A new hope for patients suffering from multiple myeloma

The Fas/FasL pathway plays an important role in inducing cell apoptosis [2], but it is unclear whether Fas/FasL is related to the influence of MSCs on MM cells. In this paper, the authors provide new insights into the effects of MSCs on MM cells in vitro and in vivo via altering Fas/FasL expression. In the MM mouse model, treatment of MSCs with highly expressed FasL (FasL high MSCs) shows remarkable inhibitory effects on MM growth, bone resorption in the lumbus, and tumor metastasis in the lungs and kidneys [1]. The authors’ findings thus seem to open up a promising strategy for upcoming anti-MM treatments.

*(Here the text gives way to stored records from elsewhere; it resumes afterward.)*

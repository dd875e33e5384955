//! Exercises the reqwest-backed transport against a local mock server

use cpc_transport::{BasicAuth, HttpRequest, HttpTransport, Transport, TransportError};
use mockito::{Matcher, Server};

const MEDIA_TYPE: &str = "application/vnd.cpc.ship.rate-v2+xml";

fn rate_request(url: String) -> HttpRequest {
    HttpRequest::post(url, b"<mailing-scenario/>".to_vec())
        .header("Accept", MEDIA_TYPE)
        .header("Content-Type", MEDIA_TYPE)
        .header("Accept-Language", "en-CA")
        .basic_auth(BasicAuth::new("user", "pass"))
}

#[test]
fn test_post_sends_headers_auth_and_body() {
    let mut server = Server::new();
    let mock = server
        .mock("POST", "/rs/ship/price")
        .match_header("accept", MEDIA_TYPE)
        .match_header("content-type", MEDIA_TYPE)
        .match_header("accept-language", "en-CA")
        // base64("user:pass")
        .match_header("authorization", "Basic dXNlcjpwYXNz")
        .match_body(Matcher::Exact("<mailing-scenario/>".to_string()))
        .with_status(200)
        .with_body("<price-quotes/>")
        .create();

    let transport = HttpTransport::new().unwrap();
    let response = transport
        .post(&rate_request(format!("{}/rs/ship/price", server.url())))
        .unwrap();

    mock.assert();
    assert_eq!(response.status, 200);
    assert!(response.is_success());
    assert_eq!(response.text(), "<price-quotes/>");
}

#[test]
fn test_error_status_is_returned_as_response() {
    let mut server = Server::new();
    let body = "<messages><message><code>9111</code><description>Bad</description></message></messages>";
    let mock = server
        .mock("POST", "/rs/ship/price")
        .with_status(400)
        .with_body(body)
        .create();

    let transport = HttpTransport::new().unwrap();
    let response = transport
        .post(&rate_request(format!("{}/rs/ship/price", server.url())))
        .expect("non-2xx must not be a transport error");

    mock.assert();
    assert_eq!(response.status, 400);
    assert!(!response.is_success());
    assert_eq!(response.text(), body);
}

#[test]
fn test_unreachable_host_is_network_error() {
    let transport = HttpTransport::new().unwrap();
    // Port 9 on localhost is the discard service and is essentially never listening
    let result = transport.post(&rate_request("http://127.0.0.1:9/rs/ship/price".to_string()));

    match result {
        Err(TransportError::Network(_)) | Err(TransportError::Timeout(_)) => {}
        other => panic!("Expected network failure, got {:?}", other),
    }
}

The use of MSCs in treating cancer is still controversial, however, with some studies finding that stem cells force tumors to enter programmed cell death, while others reveal that stem cells actually promote tumor growth including MM by inducing infiltration of new blood vessels [3, 4]. Therefore, when considering the potential clinical utilization of MSC-based therapy, an unavoidable question is: why do FasL high MSCs suppress the proliferation of MM? The authors have indicated that MSC/FasL-induced MM apoptosis may explain MSC-based inhibition of MM growth. Thus, the open question at the basis of this study is: what are the differences between naïve MSCs and FasL high MSCs? No matter what these differences are, one fact is clear from the reported findings – MSCs from different sources or microenvironments can differentially influence the progression of MM, and the surrounding environment can determine the behavior of MSCs.

Although MSC-based cytotherapy has established a novel concept for the treatment of MM-related bone diseases [5], whether systemic and intrabone cytotherapeutic strategies are effective needs to be explored extensively. Li and colleagues have shown that systemic injections of MSCs restrain MM disease progression, while intrabone injections of MSCs not only inhibit tumor growth in the bone but also effectively promote bone formation during disease/remission and delay MM relapse [6]. However, the mechanisms of action by which MSC cytotherapy stimulates bone formation and inhibits MM-induced bone tumor growth are only partially understood. In the present paper, FasL high MSCs demonstrate significant inhibition, while FasL null MSCs enhance MM growth, suggesting that the levels of FasL expression in MSCs determine, at least in part, the effects of MSCs on cancer growth. Another important question is: can these FasL high MSCs be used to treat MM patients? This question may be the biggest one facing the cytotherapy of MM in the 21st century: what is it really like inside the tumor?

In conclusion, Dr Atsuta and colleagues have provided a new way of thinking about the potential utilization of MSCs against MM cells, which represents a significant contribution to the treatment of MM bone diseases in the future.